Nella vita fetale il testicolo si forma sotto il rene e
compie una lunga strada fino alla sua posizione
definitiva alla nascita, lo scroto. Ma per un bambino su
cento questa strada non viene completata oppure è
sbagliata: è allora che ci troviamo nella situazione
caratterizzata dall’assenza nello scroto di uno o,più
raramente,di entrambi i testicoli. Il testicolo è
“ritenuto”, non si palpa al suo posto.
Il più delle volte è rimasto sopra lo scroto, nel canale
inguinale o nelle sue immediate vicinanze.

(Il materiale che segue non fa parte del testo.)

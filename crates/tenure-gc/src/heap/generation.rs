//! Generations: capacity and usage accounting, plus the old generation's
//! marking state machine.

use std::collections::VecDeque;
use std::fmt;
use std::sync::atomic::{AtomicIsize, AtomicUsize, Ordering};

use parking_lot::Mutex;

use crate::gc::heuristics::Heuristics;
use crate::gc::worklist::TaskQueueSet;
use crate::tracing::log_old_transition;

/// Which part of the heap a cycle collects.
#[derive(Debug, Clone, Copy, PartialEq, Eq, Hash)]
pub enum GenerationMode {
    /// Young regions only; old regions act as remembered-set roots.
    Young,
    /// Old marking, bootstrapped by a young cycle.
    Old,
    /// The whole heap.
    Global,
}

impl GenerationMode {
    /// Short lowercase name.
    #[must_use]
    pub const fn name(self) -> &'static str {
        match self {
            Self::Young => "young",
            Self::Old => "old",
            Self::Global => "global",
        }
    }
}

impl fmt::Display for GenerationMode {
    fn fmt(&self, f: &mut fmt::Formatter<'_>) -> fmt::Result {
        f.write_str(self.name())
    }
}

/// Capacity and usage of one generation.
pub struct Generation {
    mode: GenerationMode,
    max_capacity: AtomicUsize,
    used: AtomicUsize,
    affiliated_regions: AtomicUsize,
    adjustment: AtomicIsize,
    heuristics: Box<dyn Heuristics>,
}

impl fmt::Debug for Generation {
    fn fmt(&self, f: &mut fmt::Formatter<'_>) -> fmt::Result {
        f.debug_struct("Generation")
            .field("mode", &self.mode)
            .field("max_capacity", &self.max_capacity())
            .field("used", &self.used())
            .field("affiliated_regions", &self.affiliated_regions())
            .finish_non_exhaustive()
    }
}

impl Generation {
    pub(crate) fn new(mode: GenerationMode, max_capacity: usize, heuristics: Box<dyn Heuristics>) -> Self {
        Self {
            mode,
            max_capacity: AtomicUsize::new(max_capacity),
            used: AtomicUsize::new(0),
            affiliated_regions: AtomicUsize::new(0),
            adjustment: AtomicIsize::new(0),
            heuristics,
        }
    }

    /// Which generation this is.
    #[must_use]
    pub const fn mode(&self) -> GenerationMode {
        self.mode
    }

    /// The heuristics consulted for this generation.
    #[must_use]
    pub fn heuristics(&self) -> &dyn Heuristics {
        &*self.heuristics
    }

    /// Upper bound on bytes this generation may occupy.
    #[must_use]
    pub fn max_capacity(&self) -> usize {
        self.max_capacity.load(Ordering::Acquire)
    }

    /// Bytes allocated in regions of this generation.
    #[must_use]
    pub fn used(&self) -> usize {
        self.used.load(Ordering::Acquire)
    }

    /// Regions currently affiliated with this generation.
    #[must_use]
    pub fn affiliated_regions(&self) -> usize {
        self.affiliated_regions.load(Ordering::Acquire)
    }

    /// Capacity not yet used.
    #[must_use]
    pub fn available(&self) -> usize {
        self.max_capacity().saturating_sub(self.used())
    }

    /// Available capacity after the cycle's evacuation adjustment.
    #[must_use]
    pub fn adjusted_available(&self) -> usize {
        let adjusted = self.available() as isize + self.adjustment.load(Ordering::Acquire);
        usize::try_from(adjusted).unwrap_or(0)
    }

    /// Shifts available capacity by `delta` bytes for the rest of the cycle.
    pub(crate) fn adjust_available(&self, delta: isize) {
        self.adjustment.store(delta, Ordering::Release);
    }

    /// Undoes `adjust_available`.
    pub(crate) fn unadjust_available(&self) {
        self.adjustment.store(0, Ordering::Release);
    }

    pub(crate) fn increase_used(&self, bytes: usize) {
        self.used.fetch_add(bytes, Ordering::AcqRel);
    }

    pub(crate) fn decrease_used(&self, bytes: usize) {
        let prev = self.used.fetch_sub(bytes, Ordering::AcqRel);
        debug_assert!(prev >= bytes, "{} used underflow", self.mode);
    }

    pub(crate) fn set_used(&self, bytes: usize, regions: usize) {
        self.used.store(bytes, Ordering::Release);
        self.affiliated_regions.store(regions, Ordering::Release);
    }

    pub(crate) fn increment_affiliated_regions(&self) {
        self.affiliated_regions.fetch_add(1, Ordering::AcqRel);
    }

    pub(crate) fn decrement_affiliated_regions(&self) {
        let prev = self.affiliated_regions.fetch_sub(1, Ordering::AcqRel);
        debug_assert!(prev > 0);
    }
}

/// Old-generation marking state.
#[derive(Debug, Clone, Copy, PartialEq, Eq)]
pub enum OldState {
    /// No old marking under way and nothing to fill.
    Idle,
    /// Dead old objects are being turned into fillers.
    Filling,
    /// The next young cycle seeds the old mark queues.
    Bootstrapping,
    /// Old marking is running (or preempted, waiting to resume).
    Marking,
    /// Mixed-collection candidates remain.
    Waiting,
}

impl OldState {
    /// Short name used in logs.
    #[must_use]
    pub const fn name(self) -> &'static str {
        match self {
            Self::Idle => "idle",
            Self::Filling => "filling",
            Self::Bootstrapping => "bootstrapping",
            Self::Marking => "marking",
            Self::Waiting => "waiting",
        }
    }

    /// Whether `self -> to` is legal. Every state may drop to `Idle` when a
    /// full or global collection abandons old marking.
    #[must_use]
    pub const fn can_transition_to(self, to: Self) -> bool {
        use OldState::{Bootstrapping, Filling, Idle, Marking, Waiting};
        matches!(
            (self, to),
            (_, Idle)
                | (Idle | Waiting, Filling | Bootstrapping)
                | (Filling, Bootstrapping)
                | (Bootstrapping, Marking)
                | (Marking, Waiting)
        )
    }

    /// Whether the remembered set can be filtered by the old marking.
    #[must_use]
    pub const fn is_remembered_set_stable(self) -> bool {
        !matches!(self, Self::Bootstrapping | Self::Marking)
    }
}

/// Old generation bookkeeping beyond capacity accounting.
#[derive(Debug)]
pub struct OldGeneration {
    state: Mutex<OldState>,
    queues: TaskQueueSet,
    candidates: Mutex<VecDeque<usize>>,
}

impl OldGeneration {
    pub(crate) fn new(workers: usize) -> Self {
        Self {
            state: Mutex::new(OldState::Idle),
            queues: TaskQueueSet::new(workers),
            candidates: Mutex::new(VecDeque::new()),
        }
    }

    /// Current state.
    #[must_use]
    pub fn state(&self) -> OldState {
        *self.state.lock()
    }

    /// Moves to `to`.
    ///
    /// # Panics
    ///
    /// Panics on an illegal transition; that is a collector bug.
    pub(crate) fn transition_to(&self, to: OldState) {
        let mut state = self.state.lock();
        let from = *state;
        if from == to {
            return;
        }
        assert!(
            from.can_transition_to(to),
            "illegal old generation transition {} -> {}",
            from.name(),
            to.name()
        );
        log_old_transition(from.name(), to.name());
        *state = to;
    }

    /// The persistent old mark queues.
    #[must_use]
    pub const fn queues(&self) -> &TaskQueueSet {
        &self.queues
    }

    /// Whether young marking must feed old objects to the old queues.
    #[must_use]
    pub fn is_feeding_old_marking(&self) -> bool {
        matches!(self.state(), OldState::Bootstrapping | OldState::Marking)
    }

    /// Replaces the mixed-collection candidates, sorted by preference.
    pub(crate) fn set_candidates(&self, regions: impl IntoIterator<Item = usize>) {
        let mut candidates = self.candidates.lock();
        candidates.clear();
        candidates.extend(regions);
    }

    /// Remaining mixed-collection candidates.
    #[must_use]
    pub fn candidates(&self) -> Vec<usize> {
        self.candidates.lock().iter().copied().collect()
    }

    /// Number of remaining candidates.
    #[must_use]
    pub fn candidate_count(&self) -> usize {
        self.candidates.lock().len()
    }

    /// Takes candidates from the front while `accept` agrees.
    pub(crate) fn take_candidates(&self, mut accept: impl FnMut(usize) -> bool) -> Vec<usize> {
        let mut candidates = self.candidates.lock();
        let mut taken = Vec::new();
        while let Some(&region) = candidates.front() {
            if !accept(region) {
                break;
            }
            candidates.pop_front();
            taken.push(region);
        }
        taken
    }

    /// Drops candidates and queued old marking work.
    pub(crate) fn abandon(&self) {
        self.candidates.lock().clear();
        self.queues.clear();
    }
}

Più di rado, è rimasto nell’addome del bambino: in
questo caso è quasi sempre un testicolo non ben formato
e che non può avere una regolare funzione spermatogenica.
In questi casi dove, in occasione della visita e della
palpazione, il testicolo non si trova proprio, nemmeno
nel canale inguinale, siamo costretti a cercarlo
(ammesso che ci sia) con un’ecografia fatta da uno
specialista: se questo esame conferma l’esistenza del
testicolo, può essere consigliabile fare una risonanza
magnetica per capire bene le modalità della successiva
terapia chirurgica.
Abbiamo visto prima la possibilità, molto rara, di
un’assenza nello scroto di entrambi i testicoli e della
impossibilità di palparli in un’altra sede (prima della
fine della “strada”): in queste situazioni è necessario
uno studio ed una mappatura genetica del bambino,per
escludere la presenza di uno stato intersessuale.
E’ piuttosto intuitivo che un testicolo debba stare al
suo posto, cioè nella borsa scrotale. Questo gli può
permettere una regolare funzione, sia ormonale che
spermatogenica, ossia riproduttiva. E’ormai
universalmente accettato che il trattamento chirurgico,
che consiste nel liberare il testicolo ritenuto dalle
aderenze che lo bloccano al di sopra dello scroto e nel
riportarvelo, debba essere eseguito fra i 18 e i 24 mesi
di età,proprio per prevenire danni funzionali a quel
testicolo. L’intervento, in mani esperte,è relativamente
semplice e risolve completamente il problema.
Nel caso di una ritenzione molto alta – addominale – la
correzione va sempre tentata,anche se ovviamente più
complessa. E questo anche perché un testicolo in sede
anomala non permette una tempestiva diagnosi di lesione
traumatica o tumorale,con tutte le ovvie conseguenze,nel
bambino più grande e nell’adulto.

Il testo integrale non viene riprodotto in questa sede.